*TASK BRIEF*
Everything from the first line of the material below through the line containing "pub struct MemorySecretStore" must be retyped exactly, and nothing past it.

*MATERIAL FOR THIS EXERCISE*
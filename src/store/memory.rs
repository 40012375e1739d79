//! 内存密钥存储
//!
//! Process-local [`SecretStore`]. Suitable for tests and single-process
//! development; nothing survives a restart.

use std::collections::HashMap;
use std::sync::Arc;

use async_trait::async_trait;
use tokio::sync::{Mutex, OwnedMutexGuard};

use super::{SecretStore, SecretTransaction, StoreError};

#[derive(Debug, Clone, Default)]
pub struct MemorySecretStore {
    entries: Arc<Mutex<HashMap<String, Vec<u8>>>>,
}

impl MemorySecretStore {
    pub fn new() -> Self {
        Self::default()
    }

    /// 直接写入一条记录（绕过事务，用于预置数据）
    pub async fn insert(&self, id: &str, value: Vec<u8>) {
        self.entries.lock().await.insert(id.to_string(), value);
    }

    /// 直接读取一条记录
    pub async fn get(&self, id: &str) -> Option<Vec<u8>> {
        self.entries.lock().await.get(id).cloned()
    }

    pub async fn len(&self) -> usize {
        self.entries.lock().await.len()
    }

    pub async fn is_empty(&self) -> bool {
        self.entries.lock().await.is_empty()
    }
}

#[async_trait]
impl SecretStore for MemorySecretStore {
    async fn transaction(&self) -> Result<Box<dyn SecretTransaction>, StoreError> {
        let guard = self.entries.clone().lock_owned().await;
        Ok(Box::new(MemoryTransaction {
            guard,
            pending: Vec::new(),
        }))
    }

    async fn health_check(&self) -> Result<(), StoreError> {
        Ok(())
    }
}

enum PendingWrite {
    Put(String, Vec<u8>),
    Delete(String),
}

/// Holds the store's lock for its whole lifetime. Writes are buffered and
/// applied only on commit.
struct MemoryTransaction {
    guard: OwnedMutexGuard<HashMap<String, Vec<u8>>>,
    pending: Vec<PendingWrite>,
}

#[async_trait]
impl SecretTransaction for MemoryTransaction {
    async fn get(&mut self, id: &str) -> Result<Option<Vec<u8>>, StoreError> {
        // 最近一次未提交写入优先
        for write in self.pending.iter().rev() {
            match write {
                PendingWrite::Put(key, value) if key == id => return Ok(Some(value.clone())),
                PendingWrite::Delete(key) if key == id => return Ok(None),
                _ => {}
            }
        }
        Ok(self.guard.get(id).cloned())
    }

    async fn put(&mut self, id: &str, value: Vec<u8>) -> Result<(), StoreError> {
        self.pending.push(PendingWrite::Put(id.to_string(), value));
        Ok(())
    }

    async fn delete(&mut self, id: &str) -> Result<(), StoreError> {
        self.pending.push(PendingWrite::Delete(id.to_string()));
        Ok(())
    }

    async fn commit(self: Box<Self>) -> Result<(), StoreError> {
        let MemoryTransaction { mut guard, pending } = *self;
        for write in pending {
            match write {
                PendingWrite::Put(key, value) => {
                    guard.insert(key, value);
                }
                PendingWrite::Delete(key) => {
                    guard.remove(&key);
                }
            }
        }
        Ok(())
    }
}
//! 日志与追踪系统
//! 初始化结构化日志

use crate::config::LoggingConfig;
use tracing_subscriber::{layer::SubscriberExt, util::SubscriberInitExt, EnvFilter, Layer};

/// 初始化日志与追踪系统
pub fn init_telemetry(config: &LoggingConfig) {
    // 从环境变量构建过滤器，RUST_LOG 优先
    let env_filter =
        EnvFilter::try_from_default_env().unwrap_or_else(|_| EnvFilter::new(&config.level));

    // 根据配置选择日志格式
    let log_layer = match config.format.to_lowercase().as_str() {
        "json" => {
            // JSON 格式（生产环境）
            tracing_subscriber::fmt::layer()
                .json()
                .with_target(false)
                .with_span_events(tracing_subscriber::fmt::format::FmtSpan::CLOSE)
                .boxed()
        }
        "pretty" => {
            // 美化格式（开发环境）
            tracing_subscriber::fmt::layer()
                .pretty()
                .with_target(false)
                .boxed()
        }
        _ => tracing_subscriber::fmt::layer().with_target(false).boxed(),
    };

    // 重复初始化（例如 CLI 子命令之后再启动服务）时保留已有 subscriber
    if tracing_subscriber::registry()
        .with(env_filter)
        .with(log_layer)
        .try_init()
        .is_err()
    {
        tracing::debug!("Telemetry already initialized");
        return;
    }

    tracing::info!(
        version = env!("CARGO_PKG_VERSION"),
        level = %config.level,
        format = %config.format,
        "Telemetry initialized"
    );
}
//! RSA signing key material
//!
//! Persisted form: PKCS#8 DER for the private key, SPKI DER for the public
//! key. In memory the pair also carries the PKCS#1 encodings handed to
//! `jsonwebtoken`.

use std::fmt;

use jsonwebtoken::{DecodingKey, EncodingKey};
use rsa::{
    pkcs1::{EncodeRsaPrivateKey, EncodeRsaPublicKey},
    pkcs8::{DecodePrivateKey, DecodePublicKey, EncodePrivateKey, EncodePublicKey},
    RsaPrivateKey, RsaPublicKey,
};

use super::key_store::KeyStoreError;

/// RSA modulus size for RS256 signing keys
pub const RSA_KEY_BITS: usize = 2048;

/// Store record id of the private key
pub const PRIVATE_KEY_ID: &str = "privateKey";

/// Store record id of the public key
pub const PUBLIC_KEY_ID: &str = "publicKey";

/// One record of the persisted key pair
#[derive(Clone, PartialEq, Eq)]
pub struct SigningSecret {
    pub id: &'static str,
    pub value: Vec<u8>,
}

impl fmt::Debug for SigningSecret {
    fn fmt(&self, f: &mut fmt::Formatter<'_>) -> fmt::Result {
        f.debug_struct("SigningSecret")
            .field("id", &self.id)
            .field("len", &self.value.len())
            .finish()
    }
}

/// Why a stored pair could not be used
#[derive(Debug, Clone, PartialEq, Eq, thiserror::Error)]
pub enum KeyDecodeError {
    #[error("record {0} is missing")]
    Missing(&'static str),

    #[error("record {0} is not valid key material")]
    Invalid(&'static str),

    #[error("public key does not belong to private key")]
    Mismatch,
}

#[derive(Clone)]
pub struct KeyPair {
    private_key: RsaPrivateKey,
    public_key: RsaPublicKey,
    encoding_key: EncodingKey,
    decoding_key: DecodingKey,
}

impl KeyPair {
    /// Generates a fresh pair. CPU bound; call from a blocking thread.
    pub fn generate() -> Result<Self, KeyStoreError> {
        let mut rng = rand::rngs::OsRng;
        let private_key = RsaPrivateKey::new(&mut rng, RSA_KEY_BITS)
            .map_err(|e| KeyStoreError::KeyGeneration(e.to_string()))?;
        let public_key = RsaPublicKey::from(&private_key);

        Self::from_keys(private_key, public_key)
    }

    /// Decodes the two persisted records.
    pub fn decode(private_der: &[u8], public_der: &[u8]) -> Result<Self, KeyDecodeError> {
        let private_key = RsaPrivateKey::from_pkcs8_der(private_der)
            .map_err(|_| KeyDecodeError::Invalid(PRIVATE_KEY_ID))?;
        let public_key = RsaPublicKey::from_public_key_der(public_der)
            .map_err(|_| KeyDecodeError::Invalid(PUBLIC_KEY_ID))?;

        if RsaPublicKey::from(&private_key) != public_key {
            return Err(KeyDecodeError::Mismatch);
        }

        Self::from_keys(private_key, public_key).map_err(|_| KeyDecodeError::Invalid(PRIVATE_KEY_ID))
    }

    fn from_keys(private_key: RsaPrivateKey, public_key: RsaPublicKey) -> Result<Self, KeyStoreError> {
        let private_pkcs1 = private_key
            .to_pkcs1_der()
            .map_err(|e| KeyStoreError::KeyEncoding(e.to_string()))?;
        let public_pkcs1 = public_key
            .to_pkcs1_der()
            .map_err(|e| KeyStoreError::KeyEncoding(e.to_string()))?;

        Ok(Self {
            encoding_key: EncodingKey::from_rsa_der(private_pkcs1.as_bytes()),
            decoding_key: DecodingKey::from_rsa_der(public_pkcs1.as_bytes()),
            private_key,
            public_key,
        })
    }

    /// Encodes the pair into its two store records, private key first.
    pub fn to_secrets(&self) -> Result<[SigningSecret; 2], KeyStoreError> {
        let private_der = self
            .private_key
            .to_pkcs8_der()
            .map_err(|e| KeyStoreError::KeyEncoding(e.to_string()))?;

        Ok([
            SigningSecret {
                id: PRIVATE_KEY_ID,
                value: private_der.as_bytes().to_vec(),
            },
            SigningSecret {
                id: PUBLIC_KEY_ID,
                value: self.public_key_der()?,
            },
        ])
    }

    /// SPKI DER of the public key
    pub fn public_key_der(&self) -> Result<Vec<u8>, KeyStoreError> {
        let der = self
            .public_key
            .to_public_key_der()
            .map_err(|e| KeyStoreError::KeyEncoding(e.to_string()))?;
        Ok(der.as_bytes().to_vec())
    }

    pub fn public_key(&self) -> &RsaPublicKey {
        &self.public_key
    }

    pub(crate) fn encoding_key(&self) -> &EncodingKey {
        &self.encoding_key
    }

    pub(crate) fn decoding_key(&self) -> &DecodingKey {
        &self.decoding_key
    }
}

impl fmt::Debug for KeyPair {
    fn fmt(&self, f: &mut fmt::Formatter<'_>) -> fmt::Result {
        f.debug_struct("KeyPair")
            .field("public_key", &self.public_key)
            .finish_non_exhaustive()
    }
}
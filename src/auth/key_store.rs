//! Signing key pair lifecycle
//!
//! The pair is created lazily on first use and read back from the secret
//! store afterwards, so it survives restarts. The load, completeness check,
//! delete, generate and persist steps all run inside a single
//! [`SecretTransaction`], which is the store's critical section: concurrent
//! cold-start callers (in this process or any other sharing the store) end
//! up with exactly one persisted pair.
//!
//! Once loaded, the pair is served from a versioned in-process cache entry.
//! An entry older than the revalidation interval is checked against the
//! stored public key record before it is used again. A pair replaced by
//! another instance sharing the store is reloaded, and every replacement
//! bumps the generation. If the store is unreachable during revalidation the
//! cached pair keeps serving until the next interval.

use std::future::Future;
use std::sync::atomic::{AtomicU64, Ordering};
use std::sync::Arc;
use std::time::{Duration, Instant};

use tokio::sync::RwLock;

use super::keys::{KeyDecodeError, KeyPair, PRIVATE_KEY_ID, PUBLIC_KEY_ID};
use crate::store::{SecretStore, SecretTransaction, StoreError};

/// 缓存条目与存储重新核对的默认间隔
pub const DEFAULT_REVALIDATE_INTERVAL: Duration = Duration::from_secs(10);

/// Fatal key store failures. These surface as 500s, never as 401s.
#[derive(Debug, thiserror::Error)]
pub enum KeyStoreError {
    #[error("Secret store error: {0}")]
    Store(#[from] StoreError),

    #[error("Secret store call timed out after {0:?}")]
    Timeout(Duration),

    #[error("Key generation failed: {0}")]
    KeyGeneration(String),

    #[error("Key encoding failed: {0}")]
    KeyEncoding(String),
}

/// Cache entry: the pair plus the generation it was installed at
#[derive(Debug, Clone)]
pub struct CachedKeyPair {
    pub generation: u64,
    pub key_pair: Arc<KeyPair>,
    /// 存储中公钥记录的原始字节
    public_der: Vec<u8>,
    checked_at: Instant,
}

impl CachedKeyPair {
    fn is_fresh(&self, interval: Duration) -> bool {
        self.checked_at.elapsed() < interval
    }
}

pub struct KeyStore {
    store: Arc<dyn SecretStore>,
    timeout: Duration,
    revalidate_interval: Duration,
    cache: RwLock<Option<CachedKeyPair>>,
    generation: AtomicU64,
}

impl KeyStore {
    pub fn new(store: Arc<dyn SecretStore>, timeout: Duration) -> Self {
        Self {
            store,
            timeout,
            revalidate_interval: DEFAULT_REVALIDATE_INTERVAL,
            cache: RwLock::new(None),
            generation: AtomicU64::new(0),
        }
    }

    /// How long a cached pair is trusted before it is checked against the
    /// store again. `Duration::ZERO` checks on every call.
    pub fn with_revalidate_interval(mut self, interval: Duration) -> Self {
        self.revalidate_interval = interval;
        self
    }

    /// Returns the current key pair, creating and persisting one if the store
    /// holds no complete, usable pair.
    pub async fn get_or_create(&self) -> Result<Arc<KeyPair>, KeyStoreError> {
        let stale = match self.cache.read().await.as_ref() {
            Some(entry) if entry.is_fresh(self.revalidate_interval) => {
                return Ok(entry.key_pair.clone());
            }
            Some(entry) => Some((entry.generation, entry.key_pair.clone())),
            None => None,
        };

        match (self.load_or_regenerate(false).await, stale) {
            (Ok(key_pair), _) => Ok(key_pair),
            (Err(e), Some((generation, key_pair))) => {
                tracing::warn!(error = %e, generation, "Signing key revalidation failed, serving cached pair");
                self.defer_revalidation(generation).await;
                Ok(key_pair)
            }
            (Err(e), None) => Err(e),
        }
    }

    /// Discards the stored pair and persists a fresh one. Every token issued
    /// before this call stops verifying.
    pub async fn regenerate(&self) -> Result<Arc<KeyPair>, KeyStoreError> {
        self.load_or_regenerate(true).await
    }

    /// Drops the cached entry; the next call reloads from the store.
    pub async fn invalidate(&self) {
        *self.cache.write().await = None;
        tracing::debug!("Signing key cache invalidated");
    }

    /// Generation of the cached entry, 0 when nothing is cached.
    pub async fn generation(&self) -> u64 {
        self.cache
            .read()
            .await
            .as_ref()
            .map_or(0, |entry| entry.generation)
    }

    pub async fn health_check(&self) -> Result<(), KeyStoreError> {
        self.timed(self.store.health_check()).await
    }

    async fn load_or_regenerate(&self, force: bool) -> Result<Arc<KeyPair>, KeyStoreError> {
        let mut txn = self.timed(self.store.transaction()).await?;

        if !force {
            // 等锁期间可能已有其他调用者完成加载或核对
            if let Some(entry) = self
                .cache
                .read()
                .await
                .as_ref()
                .filter(|entry| entry.is_fresh(self.revalidate_interval))
            {
                return Ok(entry.key_pair.clone());
            }

            match self.load(txn.as_mut()).await? {
                Ok((key_pair, public_der)) => {
                    self.timed(txn.commit()).await?;
                    return Ok(self.confirm_or_install(key_pair, public_der).await);
                }
                Err(reason) => {
                    tracing::warn!(reason = %reason, "Stored signing key pair unusable, regenerating");
                }
            }
        }

        self.timed(txn.delete(PRIVATE_KEY_ID)).await?;
        self.timed(txn.delete(PUBLIC_KEY_ID)).await?;

        let key_pair = tokio::task::spawn_blocking(KeyPair::generate)
            .await
            .map_err(|e| KeyStoreError::KeyGeneration(e.to_string()))??;

        let public_der = key_pair.public_key_der()?;
        for secret in key_pair.to_secrets()? {
            self.timed(txn.put(secret.id, secret.value)).await?;
        }
        self.timed(txn.commit()).await?;

        metrics::counter!("auth_key_pair_regenerations_total").increment(1);
        let key_pair = self.install(key_pair, public_der).await;
        tracing::info!(forced = force, "Generated and persisted new signing key pair");

        Ok(key_pair)
    }

    async fn load(
        &self,
        txn: &mut dyn SecretTransaction,
    ) -> Result<Result<(KeyPair, Vec<u8>), KeyDecodeError>, KeyStoreError> {
        let private_der = self.timed(txn.get(PRIVATE_KEY_ID)).await?;
        let public_der = self.timed(txn.get(PUBLIC_KEY_ID)).await?;

        Ok(match (private_der, public_der) {
            (Some(private_der), Some(public_der)) => {
                KeyPair::decode(&private_der, &public_der).map(|key_pair| (key_pair, public_der))
            }
            (None, _) => Err(KeyDecodeError::Missing(PRIVATE_KEY_ID)),
            (_, None) => Err(KeyDecodeError::Missing(PUBLIC_KEY_ID)),
        })
    }

    /// Keeps the cached entry when the store still holds the same pair,
    /// otherwise installs the loaded one.
    async fn confirm_or_install(&self, key_pair: KeyPair, public_der: Vec<u8>) -> Arc<KeyPair> {
        {
            let mut cache = self.cache.write().await;
            if let Some(entry) = cache.as_mut().filter(|entry| entry.public_der == public_der) {
                entry.checked_at = Instant::now();
                return entry.key_pair.clone();
            }
        }

        tracing::debug!("Loaded signing key pair from secret store");
        self.install(key_pair, public_der).await
    }

    async fn install(&self, key_pair: KeyPair, public_der: Vec<u8>) -> Arc<KeyPair> {
        let key_pair = Arc::new(key_pair);
        let generation = self.generation.fetch_add(1, Ordering::SeqCst) + 1;

        *self.cache.write().await = Some(CachedKeyPair {
            generation,
            key_pair: key_pair.clone(),
            public_der,
            checked_at: Instant::now(),
        });

        tracing::debug!(generation, "Signing key cache updated");
        key_pair
    }

    async fn defer_revalidation(&self, generation: u64) {
        if let Some(entry) = self
            .cache
            .write()
            .await
            .as_mut()
            .filter(|entry| entry.generation == generation)
        {
            entry.checked_at = Instant::now();
        }
    }

    async fn timed<T, E>(&self, fut: impl Future<Output = Result<T, E>>) -> Result<T, KeyStoreError>
    where
        KeyStoreError: From<E>,
    {
        match tokio::time::timeout(self.timeout, fut).await {
            Ok(result) => result.map_err(KeyStoreError::from),
            Err(_) => {
                tracing::error!(timeout_ms = self.timeout.as_millis() as u64, "Secret store call timed out");
                Err(KeyStoreError::Timeout(self.timeout))
            }
        }
    }
}
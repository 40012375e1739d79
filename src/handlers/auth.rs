//! 认证相关的 HTTP 处理器

use axum::Json;
use serde::Serialize;

use crate::auth::Principal;

#[derive(Debug, Serialize)]
#[serde(rename_all = "camelCase")]
pub struct MeResponse {
    pub user_id: String,
}

/// 当前用户
pub async fn me(principal: Principal) -> Json<MeResponse> {
    Json(MeResponse {
        user_id: principal.user_id,
    })
}
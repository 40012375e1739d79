//! 路由注册
//! 创建所有 API 路由并按固定顺序应用中间件

use axum::{middleware, routing::get, Router};
use std::sync::Arc;
use tower::ServiceBuilder;

use crate::{auth::authentication_gate, handlers, middleware::AppState};

/// 创建应用路由
pub fn create_router(state: Arc<AppState>) -> Router {
    // 公开端点（健康检查）
    let public_routes = Router::new()
        .route("/health", get(handlers::health::health_check))
        .route("/ready", get(handlers::health::readiness_check));

    // 需要认证主体的端点
    let auth_routes = Router::new().route("/auth/me", get(handlers::auth::me));

    let router = Router::new().merge(public_routes).merge(auth_routes);

    with_middleware(router, &state).with_state(state)
}

/// 应用中间件栈，自外向内：请求追踪 → 认证闸门
///
/// The gate runs for every route: an invalid bearer token is rejected even on
/// public endpoints, while requests without one pass through.
pub fn with_middleware<S>(router: Router<S>, state: &AppState) -> Router<S>
where
    S: Clone + Send + Sync + 'static,
{
    router.layer(
        ServiceBuilder::new()
            .layer(middleware::from_fn(crate::middleware::request_tracking_middleware))
            .layer(middleware::from_fn_with_state(
                state.token_service.clone(),
                authentication_gate,
            )),
    )
}
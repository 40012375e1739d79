//! JWT token generation and validation
//! RS256 tokens signed with the persisted key pair from [`KeyStore`]

use std::sync::Arc;

use chrono::{DateTime, Utc};
use jsonwebtoken::{decode, encode, errors::ErrorKind, Algorithm, Header, Validation};
use serde::{Deserialize, Serialize};

use super::key_store::{KeyStore, KeyStoreError};
use super::principal::Principal;

/// Issuer written into and required from every token
pub const ISSUER: &str = "lightpub";

/// JWT claims. The claim set is exactly `iss`, `sub` and `iat`.
#[derive(Debug, Serialize, Deserialize, Clone, PartialEq, Eq)]
pub struct Claims {
    /// Issuer
    pub iss: String,

    /// Subject (trimmed user ID)
    pub sub: String,

    /// Issued at (epoch seconds)
    pub iat: u64,
}

#[derive(Debug, thiserror::Error)]
pub enum TokenError {
    #[error(transparent)]
    KeyStore(#[from] KeyStoreError),

    #[error("Failed to sign token: {0}")]
    Signing(#[from] jsonwebtoken::errors::Error),
}

/// Internal rejection reasons. Logged, never returned to callers.
#[derive(Debug, Clone, Copy, PartialEq, Eq)]
enum Rejection {
    MalformedToken,
    SignatureInvalid,
    IssuerMismatch,
    ClaimMissing,
}

impl Rejection {
    fn from_kind(kind: &ErrorKind) -> Self {
        match kind {
            ErrorKind::InvalidSignature | ErrorKind::InvalidAlgorithm => Rejection::SignatureInvalid,
            ErrorKind::InvalidIssuer => Rejection::IssuerMismatch,
            ErrorKind::MissingRequiredClaim(_) | ErrorKind::Json(_) => Rejection::ClaimMissing,
            _ => Rejection::MalformedToken,
        }
    }
}

/// Token service
pub struct TokenService {
    key_store: Arc<KeyStore>,
    validation: Validation,
}

impl TokenService {
    pub fn new(key_store: Arc<KeyStore>) -> Self {
        let mut validation = Validation::new(Algorithm::RS256);
        // 过期策略尚未确定，见 DESIGN.md
        validation.validate_exp = false;
        validation.set_required_spec_claims(&["iss", "sub"]);
        validation.set_issuer(&[ISSUER]);

        Self {
            key_store,
            validation,
        }
    }

    pub fn key_store(&self) -> &Arc<KeyStore> {
        &self.key_store
    }

    /// Issue a token for `user_id`
    pub async fn issue(&self, user_id: &str) -> Result<String, TokenError> {
        let key_pair = self.key_store.get_or_create().await?;

        let claims = Claims {
            iss: ISSUER.to_string(),
            sub: user_id.to_string(),
            iat: Utc::now().timestamp().max(0) as u64,
        };

        encode(&Header::new(Algorithm::RS256), &claims, key_pair.encoding_key()).map_err(|e| {
            tracing::error!("Failed to encode token: {:?}", e);
            TokenError::Signing(e)
        })
    }

    /// Verify a token.
    ///
    /// Every cryptographic or claim failure yields `Ok(None)`; only key store
    /// failures are errors.
    pub async fn verify(&self, token: &str) -> Result<Option<Principal>, KeyStoreError> {
        let key_pair = self.key_store.get_or_create().await?;

        let claims = match decode::<Claims>(token, key_pair.decoding_key(), &self.validation) {
            Ok(data) => data.claims,
            Err(e) => {
                let reason = Rejection::from_kind(e.kind());
                tracing::debug!(reason = ?reason, "Token validation failed");
                return Ok(None);
            }
        };

        let issued_at = match i64::try_from(claims.iat)
            .ok()
            .and_then(|secs| DateTime::<Utc>::from_timestamp(secs, 0))
        {
            Some(issued_at) => issued_at,
            None => {
                tracing::debug!(reason = ?Rejection::MalformedToken, "Token iat out of range");
                return Ok(None);
            }
        };

        Ok(Some(Principal::authenticated(claims.sub, issued_at)))
    }
}
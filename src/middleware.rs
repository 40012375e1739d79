//! HTTP 中间件
//! 应用状态与请求追踪

use axum::{
    extract::Request,
    http::{HeaderMap, HeaderValue},
    middleware::Next,
    response::Response,
};
use std::sync::Arc;
use std::time::Instant;
use tracing::Instrument;
use uuid::Uuid;

use crate::auth::{KeyStore, TokenService};

/// 应用状态
///
/// 服务均以 Arc 共享；KeyStore 是唯一的长期可变状态
#[derive(Clone)]
pub struct AppState {
    pub key_store: Arc<KeyStore>,
    pub token_service: Arc<TokenService>,
}

/// 请求追踪中间件
/// 为每个请求生成 trace_id 和 request_id，并记录指标
pub async fn request_tracking_middleware(req: Request, next: Next) -> Response {
    // 生成或提取 trace_id/request_id
    let trace_id = extract_or_generate_trace_id(req.headers());
    let request_id = Uuid::new_v4().to_string();

    let method = req.method().to_string();
    let uri = req.uri().path().to_string();

    let span = tracing::info_span!(
        "http_request",
        trace_id = %trace_id,
        request_id = %request_id,
        method = %method,
        uri = %uri,
    );

    async move {
        let start = Instant::now();

        let mut response = next.run(req).await;

        let elapsed = start.elapsed();

        // 记录指标 - 标签取值有界
        let status = response.status().as_u16();
        let method_name = match method.as_str() {
            "GET" => "GET",
            "POST" => "POST",
            "PUT" => "PUT",
            "DELETE" => "DELETE",
            "PATCH" => "PATCH",
            _ => "UNKNOWN",
        };
        let status_class = match status {
            200..=299 => "2xx",
            300..=399 => "3xx",
            401 => "401",
            400..=499 => "4xx",
            _ => "5xx",
        };

        metrics::counter!("http_requests_total", "method" => method_name, "status" => status_class)
            .increment(1);
        metrics::histogram!("http_request_duration_seconds").record(elapsed.as_secs_f64());

        tracing::info!(
            method = %method,
            uri = %uri,
            status = status,
            elapsed_ms = elapsed.as_millis() as u64,
            "Request completed"
        );

        // 在响应头中回传 trace_id
        if let Ok(value) = HeaderValue::from_str(&trace_id) {
            response.headers_mut().insert("x-trace-id", value);
        }
        if let Ok(value) = HeaderValue::from_str(&request_id) {
            response.headers_mut().insert("x-request-id", value);
        }

        response
    }
    .instrument(span)
    .await
}

/// 从请求头中提取或生成 trace_id
fn extract_or_generate_trace_id(headers: &HeaderMap) -> String {
    headers
        .get("x-trace-id")
        .and_then(|v| v.to_str().ok())
        .map(|s| s.to_string())
        .unwrap_or_else(|| Uuid::new_v4().to_string())
}
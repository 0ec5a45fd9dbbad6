// Copyright 2025 OPPO.
//
// Licensed under the Apache License, Version 2.0 (the "License");
// you may not use this file except in compliance with the License.
// You may obtain a copy of the License at
//
//     http://www.apache.org/licenses/LICENSE-2.0
//
// Unless required by applicable law or agreed to in writing, software
// distributed under the License is distributed on an "AS IS" BASIS,
// WITHOUT WARRANTIES OR CONDITIONS OF ANY KIND, either express or implied.
// See the License for the specific language governing permissions and
// limitations under the License.

use clap::Parser;
use redisfs_common::common::{LogConf, Logger};
use redisfs_common::conf::StoreConf;
use redisfs_common::FsResult;
use redisfs_store::{snapshot, RedisStore, Store};

// One-shot namespace cloner: copies every key beneath one prefix to a
// new prefix. Run against a quiesced or unmounted filesystem, the tool
// takes no locks.
fn main() -> FsResult<()> {
    let args = SnapshotArgs::parse();

    let mut log = LogConf::default();
    if args.debug {
        log.level = "DEBUG".to_string();
    }
    Logger::init(log);

    let conf = args.store_conf();
    println!("Connecting to redis server {}.", conf.addr());
    println!(
        "Cloning all keys with prefix '{}' -> '{}'",
        args.from, args.to
    );

    let mut store = RedisStore::new(conf);
    store.ensure_alive()?;

    let cloned = snapshot(&mut store, &args.from, &args.to)?;
    println!("Cloned {} keys.", cloned);

    Ok(())
}

#[derive(Debug, Parser, Clone)]
#[command(version, about = "Clone a redisfs namespace to a new key prefix")]
pub struct SnapshotArgs {
    // The hostname of the redis server.
    #[arg(long, default_value = StoreConf::DEFAULT_HOST)]
    pub host: String,

    // The port of the redis server.
    #[arg(long, default_value_t = StoreConf::DEFAULT_PORT)]
    pub port: u16,

    // The prefix we're copying from.
    #[arg(long, default_value = StoreConf::DEFAULT_PREFIX)]
    pub from: String,

    // The prefix we're copying to.
    #[arg(long, default_value = "snapshot")]
    pub to: String,

    #[arg(short, long, action = clap::ArgAction::SetTrue, default_value = "false")]
    pub debug: bool,
}

impl SnapshotArgs {
    fn store_conf(&self) -> StoreConf {
        let mut conf = StoreConf {
            host: self.host.clone(),
            port: self.port,
            ..Default::default()
        };
        conf.init();
        conf
    }
}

*COMPLETED TASK*
filename src/store/memory.rs
repository 40012375e1739d79
//! 内存密钥存储
//!
//! Process-local [`SecretStore`]. Suitable for tests and single-process
//! development; nothing survives a restart.

use std::collections::HashMap;
use std::sync::Arc;

use async_trait::async_trait;
use tokio::sync::{Mutex, OwnedMutexGuard};

use super::{SecretStore, SecretTransaction, StoreError};

#[derive(Debug, Clone, Default)]
pub struct MemorySecretStore {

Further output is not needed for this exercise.